Ridership Growth and System Integration
Blue Line ridership grew steadily through the 1990s and 2000s, driven by population growth along the corridor, rising fuel costs, and improving regional rail connectivity. The opening of the Metro A/C Line interchange at Willowbrook/Rosa Parks in 1995—where the Green Line (C Line) crosses the Blue Line—created the system's first true light rail interchange and made connections between South LA and the South Bay possible without bus transfers.
The 2012 opening of the Expo Line (E Line) Phase 1 from 7th Street/Metro Center to Culver City was the most significant connectivity improvement for the Blue Line. The Expo Line shared the 7th Street/Metro Center terminus, and though through-running was not yet possible, the combined ridership at the shared downtown station increased substantially. Full integration came with the 2023 Regional Connector, which enabled Blue Line trains to run through to Azusa via the E and L Lines.
| Milestone Year | Event | Avg. Weekday Boardings |
|---|---|---|
| 1990 | A Line (Blue) opens, Long Beach–7th/Metro | 18,000 |
| 1995 | C Line (Green) opens; Willowbrook interchange created | 32,000 |
| 2000 | Siemens P2000 fleet supplement; frequency improvements | 44,000 |
| 2012 | E Line (Expo) Phase 1 opens; shared 7th/Metro terminal | 58,000 |
| 2022 | System rename: Blue Line becomes A Line | 52,000 (post-pandemic) |
| 2023 | Regional Connector opens; through-running to Azusa begins | 67,000 |
| 2025 | New Kinkisharyo Series 7 fleet entering service | 70,000+ |
Rolling Stock Evolution: 35 Years of Fleet Management
The A Line's rolling stock history reflects the challenges of fleet management over a 35-year operational span. The original Nippon Sharyo P865 fleet—designed in the late 1980s—had reached the end of its useful life by the mid-2010s. LACMTA's fleet replacement program introduced Kinkisharyo Series 6 light rail vehicles, larger and more comfortable than the P865s, capable of operating in three-car consists that increase maximum train capacity.
New Kinkisharyo Series 7 vehicles are entering service in 2025–2026, featuring improved accessibility, updated passenger information systems, and USB charging. The Series 7 procurement is part of LACMTA's broader fleet standardization effort that also covers the E Line and K Line fleets, enabling shared maintenance and parts inventory across multiple corridors.
The A Line and Its Corridor Communities
The most important and often underappreciated aspect of the A Line's legacy is its relationship with the communities it serves. The corridor passes through neighborhoods— Compton, Watts, Willowbrook—that are among the lowest-income in Los Angeles County and that have historically had high transit dependency.
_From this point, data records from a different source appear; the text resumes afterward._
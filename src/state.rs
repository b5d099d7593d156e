use std::collections::HashMap;
use std::sync::Arc;

use tokio::sync::{Mutex, RwLock};

use crate::models::CourseId;
use crate::services::{CourseEditor, EditorSession};

/// Open editor sessions, one per course.
///
/// Each session sits behind its own mutex which is held for a whole save,
/// so two saves on the same course never interleave.
#[derive(Default)]
pub struct SessionStore {
    sessions: RwLock<HashMap<CourseId, Arc<Mutex<EditorSession>>>>,
}

impl SessionStore {
    pub async fn get(&self, course_id: CourseId) -> Option<Arc<Mutex<EditorSession>>> {
        self.sessions.read().await.get(&course_id).cloned()
    }

    pub async fn get_or_create(&self, course_id: CourseId) -> Arc<Mutex<EditorSession>> {
        let mut sessions = self.sessions.write().await;
        sessions
            .entry(course_id)
            .or_insert_with(|| Arc::new(Mutex::new(EditorSession::new(course_id))))
            .clone()
    }
}

#[derive(Clone)]
pub struct AppState {
    pub editor: Arc<CourseEditor>,
    pub sessions: Arc<SessionStore>,
}

impl AppState {
    pub fn new(editor: CourseEditor) -> Self {
        Self {
            editor: Arc::new(editor),
            sessions: Arc::new(SessionStore::default()),
        }
    }
}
For these communities, the Blue Line/A Line represented a transit quality upgrade from bus service: faster, more frequent, more reliable, and air-conditioned.
At the same time, the A Line corridor has experienced significant transit-oriented development pressure since the 2000s—particularly around Long Beach and Compton stations—that has raised affordable housing concerns. The relationship between the E Line and housing affordability is examined in the E Line Transit-Oriented Development article; many of the same dynamics apply to the A Line corridor.
The A Line's legacy as California's first modern light rail system extends beyond its ridership numbers. It proved that light rail transit was viable in a low-density, automobile-oriented metropolitan area—a proposition that was genuinely uncertain when the Blue Line opened in 1990. That proof enabled every subsequent light rail investment in California, from San Diego to Sacramento, from San Jose to the expanding LA network that now totals eight lines. The RTD Grid Service history and the LACTC and B Line history provide the full institutional context in which this pioneering investment was made.